On August 8, the Cassatts’ married daughter, Mrs. W. Plunkett Stewart, had arrived at Four Acres with her small son and daughter, who both promptly fell ill with whooping cough. It was then that Cassatt, the doting grandfather, contracted it as well. His family watched in alarm as his coughs swiftly worsened. “It was so severe,” his wife, Lois, later wrote, “that I feared he might die in one of the spasms of coughing. I took the precaution of having a nurse in the house all the time, and finally got a young physician to sleep in the house as the worst spells were only in the nighttime.” By August 20, Cassatt was sufficiently recovered to wire William Patton that he was feeling much better, but that he would stay longer in Maine to fully recoup.

  Cassatt was even willing to endure a visit from Edward H. Harriman, the short, bandy-legged president of the Union Pacific Railroad, who came from Boston by steamer for advice on his upcoming ICC grilling. Shifty-eyed, Harriman wore “wire-rimmed spectacles, an unkempt mustache, and a peevish expression,” writes historian Ron Chernow. “Harriman was a market operator—more a raider than a deal maker.” Cassatt believed men like Harriman inflicted pointless economic wreckage, stirring up further antirailroad antagonism. Lois wondered, as she saw the Union Pacific president depart their private dock in his steamboat, why Cassatt had not invited him to dine? “No Harriman will lunch at my house,” he answered curtly.

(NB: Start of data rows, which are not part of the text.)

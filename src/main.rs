//! 程序入口：解析命令行、初始化日志、加载 Slint UI 并绑定 VM 回调

use std::{cell::RefCell, path::PathBuf, rc::Rc};

use clap::Parser;
use slint::{ComponentHandle, ModelRc, VecModel};
use tracing_subscriber::fmt::SubscriberBuilder;

use yamlviewer::vm::bridge::*;
use yamlviewer::{utils, AppState, Preferences, ViewId, ViewRow};

slint::include_modules!();

/// 只读YAML树形查看器，按 F5 重新加载当前文件
#[derive(Parser)]
#[command(name = "yamlviewer", version, about)]
struct Cli {
    /// 启动时加载的YAML文件
    file: Option<PathBuf>,
}

// TreeNodeData转换实现
impl From<&ViewRow> for TreeNodeData {
    /// 将视图行转换为Slint可用的数据结构
    fn from(row: &ViewRow) -> Self {
        Self {
            id: row.id.index() as i32,
            generation: row.id.generation() as i32,
            label: row.label.clone().into(),
            value: row.value.clone().into(),
            path: row.path.clone().into(),
            depth: row.depth as i32,
            expandable: row.expandable,
            expanded: row.open,
        }
    }
}

fn view_id(id: i32, generation: i32) -> ViewId {
    ViewId::from_parts(id as u32, generation as u32)
}

/// VM桥接器：管理UI与数据层的交互
struct ViewModelBridge {
    app_state: Rc<RefCell<AppState>>,
}

impl ViewModelBridge {
    /// 创建新的VM桥接器并绑定所有回调
    fn new(app_window: &AppWindow, app_state: Rc<RefCell<AppState>>) -> Self {
        let bridge = Self { app_state };
        bridge.setup_callbacks(app_window);
        bridge
    }

    /// 设置所有UI回调函数
    fn setup_callbacks(&self, app_window: &AppWindow) {
        let app_state = self.app_state.clone();

        // === 打开文件回调 ===
        {
            let app_state = app_state.clone();
            let app_window_weak = app_window.as_weak();
            app_window.on_load_file(move || {
                if let Some(app_window) = app_window_weak.upgrade() {
                    Self::handle_load_file(&app_window, &app_state);
                }
            });
        }

        // === 重新加载回调（F5） ===
        {
            let app_state = app_state.clone();
            let app_window_weak = app_window.as_weak();
            app_window.on_reload_file(move || {
                if let Some(app_window) = app_window_weak.upgrade() {
                    Self::handle_reload_file(&app_window, &app_state);
                }
            });
        }

        // === 节点展开/折叠回调 ===
        {
            let app_state = app_state.clone();
            let app_window_weak = app_window.as_weak();
            app_window.on_toggle_node_expanded(move |id, generation| {
                if let Some(app_window) = app_window_weak.upgrade() {
                    Self::handle_toggle_node_expanded(&app_window, &app_state, view_id(id, generation));
                }
            });
        }

        // === 全部展开回调 ===
        {
            let app_state = app_state.clone();
            let app_window_weak = app_window.as_weak();
            app_window.on_expand_all(move || {
                if let Some(app_window) = app_window_weak.upgrade() {
                    let passes = app_state.borrow_mut().expand_all();
                    Self::rebuild_tree_model(&app_window, &app_state);
                    app_window.set_status_message(format!("已展开 {} 个分支", passes).into());
                }
            });
        }

        // === 节点选择回调 ===
        {
            let app_state = app_state.clone();
            let app_window_weak = app_window.as_weak();
            app_window.on_node_selected(move |id, generation| {
                if let Some(app_window) = app_window_weak.upgrade() {
                    let path = app_state
                        .borrow()
                        .tree
                        .node(view_id(id, generation))
                        .map(|n| n.path.clone())
                        .unwrap_or_default();
                    app_window.set_selected_id(id);
                    app_window.set_selected_generation(generation);
                    app_window.set_selected_path(path.into());
                }
            });
        }

        // === 复制按钮回调 ===
        {
            let app_state = app_state.clone();
            let app_window_weak = app_window.as_weak();
            app_window.on_copy_pressed(move || {
                if let Some(app_window) = app_window_weak.upgrade() {
                    Self::handle_copy_pressed(&app_window, &app_state);
                }
            });
        }

        // === 消息对话框回调 ===
        {
            let app_window_weak = app_window.as_weak();
            app_window.on_show_message_dialog(move |title, text| {
                if let Some(app_window) = app_window_weak.upgrade() {
                    app_window.set_message_dialog_title(title);
                    app_window.set_message_dialog_text(text);
                    app_window.set_message_dialog_visible(true);
                }
            });
        }

        {
            let app_window_weak = app_window.as_weak();
            app_window.on_close_message_dialog(move || {
                if let Some(app_window) = app_window_weak.upgrade() {
                    app_window.set_message_dialog_visible(false);
                }
            });
        }
    }

    /// 初始化UI状态
    fn initialize_ui(&self, app_window: &AppWindow) {
        app_window.set_status_message(STATUS_READY.into());
        app_window.set_current_path("".into());
        Self::clear_selection(app_window);

        // 设置空的树模型
        let empty_model = ModelRc::new(VecModel::<TreeNodeData>::default());
        app_window.set_tree_model(empty_model);
    }

    fn clear_selection(app_window: &AppWindow) {
        app_window.set_selected_id(-1);
        app_window.set_selected_generation(-1);
        app_window.set_selected_path("".into());
    }

    /// 显示文件选择对话框，从上次使用的目录开始
    fn show_file_dialog(start_dir: &std::path::Path) -> Option<PathBuf> {
        use rfd::FileDialog;

        let file_path = FileDialog::new()
            .add_filter("YAML文件", &["yaml", "yml"])
            .add_filter("所有文件", &["*"])
            .set_title("打开YAML文件")
            .set_directory(start_dir)
            .pick_file();

        match file_path {
            Some(path) => {
                tracing::info!("用户选择了文件: {}", path.display());
                Some(path)
            }
            None => {
                tracing::info!("用户取消了文件选择");
                None
            }
        }
    }

    /// 处理打开文件操作
    fn handle_load_file(app_window: &AppWindow, app_state: &Rc<RefCell<AppState>>) {
        let start_dir = app_state.borrow().preferences.directory.clone();
        let file_path = match Self::show_file_dialog(&start_dir) {
            Some(path) => path,
            None => {
                app_window.set_status_message(STATUS_NO_FILE_SELECTED.into());
                return;
            }
        };
        Self::open_path(app_window, app_state, &file_path);
    }

    /// 加载指定路径；失败时保持当前显示的树不变
    fn open_path(app_window: &AppWindow, app_state: &Rc<RefCell<AppState>>, file_path: &std::path::Path) {
        app_window.set_status_message(STATUS_LOADING.into());

        let load_result = app_state.borrow_mut().load_file(file_path);
        match load_result {
            Ok(top_level) => {
                app_window.set_current_path(file_path.display().to_string().into());
                Self::clear_selection(app_window);
                Self::rebuild_tree_model(app_window, app_state);
                app_window.set_status_message(loaded_status(file_path, top_level).into());
            }
            Err(e) => {
                tracing::error!("文件加载失败: {}", e);
                Self::report_error(app_window, &e);
            }
        }
    }

    /// 处理重新加载：重新读取当前文件并从头重建树
    fn handle_reload_file(app_window: &AppWindow, app_state: &Rc<RefCell<AppState>>) {
        let reload_result = app_state.borrow_mut().reload();
        match reload_result {
            Ok(top_level) => {
                Self::clear_selection(app_window);
                Self::rebuild_tree_model(app_window, app_state);
                let path = app_state.borrow().source_path.clone().unwrap_or_default();
                app_window.set_status_message(loaded_status(&path, top_level).into());
                tracing::info!("已重新加载: {}", path.display());
            }
            Err(e) => {
                tracing::error!("重新加载失败: {}", e);
                Self::report_error(app_window, &e);
            }
        }
    }

    /// 处理节点展开/折叠切换
    fn handle_toggle_node_expanded(app_window: &AppWindow, app_state: &Rc<RefCell<AppState>>, id: ViewId) {
        let toggle_result = app_state.borrow_mut().toggle_node_expanded(id);
        match toggle_result {
            Ok(open) => {
                Self::rebuild_tree_model(app_window, app_state);
                let label = app_state
                    .borrow()
                    .tree
                    .node(id)
                    .map(|n| n.label.clone())
                    .unwrap_or_default();
                app_window.set_status_message(toggled_status(&label, open).into());
            }
            Err(e) => {
                tracing::warn!("节点切换失败: {}", e);
                app_window.set_status_message(error_status(&e).into());
            }
        }
    }

    /// 处理复制按钮：复制选中节点的值
    fn handle_copy_pressed(app_window: &AppWindow, app_state: &Rc<RefCell<AppState>>) {
        let id = view_id(app_window.get_selected_id(), app_window.get_selected_generation());
        let text = match app_state.borrow().copy_text_for(id) {
            Ok(text) => text,
            Err(e) => {
                app_window.set_status_message(error_status(&e).into());
                return;
            }
        };

        match utils::clipboard::copy_to_clipboard(&text) {
            Ok(()) => {
                app_window.set_status_message(STATUS_COPIED.into());
                tracing::info!("内容已复制到剪贴板，长度: {} 字符", text.len());
            }
            Err(e) => {
                app_window.set_status_message(error_status(&e).into());
                tracing::error!("复制失败: {}", e);
            }
        }
    }

    /// 状态栏 + 对话框两处提示错误
    fn report_error(app_window: &AppWindow, err: &dyn std::fmt::Display) {
        let error_msg = error_status(err);
        app_window.set_status_message(error_msg.clone().into());
        app_window.invoke_show_message_dialog(DIALOG_TITLE_ERROR.into(), error_msg.into());
    }

    /// 重新构建树模型（只包含可见行）
    fn rebuild_tree_model(app_window: &AppWindow, app_state: &Rc<RefCell<AppState>>) {
        let tree_data: Vec<TreeNodeData> = app_state
            .borrow()
            .rows()
            .iter()
            .map(TreeNodeData::from)
            .collect();

        let model = ModelRc::new(VecModel::from(tree_data));
        app_window.set_tree_model(model);
    }
}

fn main() -> anyhow::Result<()> {
    let cli = Cli::parse();

    // 初始化日志输出
    let _ = SubscriberBuilder::default()
        .with_max_level(tracing::Level::INFO)
        .try_init();

    let app = AppWindow::new()?;
    let state = Rc::new(RefCell::new(AppState::new(Preferences::load())));

    // 创建VM桥接器并绑定UI回调
    let bridge = ViewModelBridge::new(&app, state.clone());
    bridge.initialize_ui(&app);

    if let Some(file) = cli.file.as_deref() {
        ViewModelBridge::open_path(&app, &state, file);
    }

    tracing::info!("应用启动成功，UI已初始化");
    let run_result = app.run();

    // 退出时尽力保存偏好设置，失败只记录日志
    state.borrow().preferences.save();
    run_result?;
    Ok(())
}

  Each late summer day now, as part of his convalescence, Cassatt walked slowly along the piney paths to the yacht club. In the years since he had become president, his tall, strong frame had become more noticeably stooped, his blue eyes ringed by dark circles and pouches. Still debilitated from the whooping cough, Cassatt clambered carefully aboard the Scud and let his crew do most of the sailing as they trained for an end-of-season regatta. On the race day, the weather was raw and wet, the winds blustery. Cassatt insisted on piloting the Scud himself to a respectable finish. He returned home soaked, cold, and more exhausted than he liked to admit.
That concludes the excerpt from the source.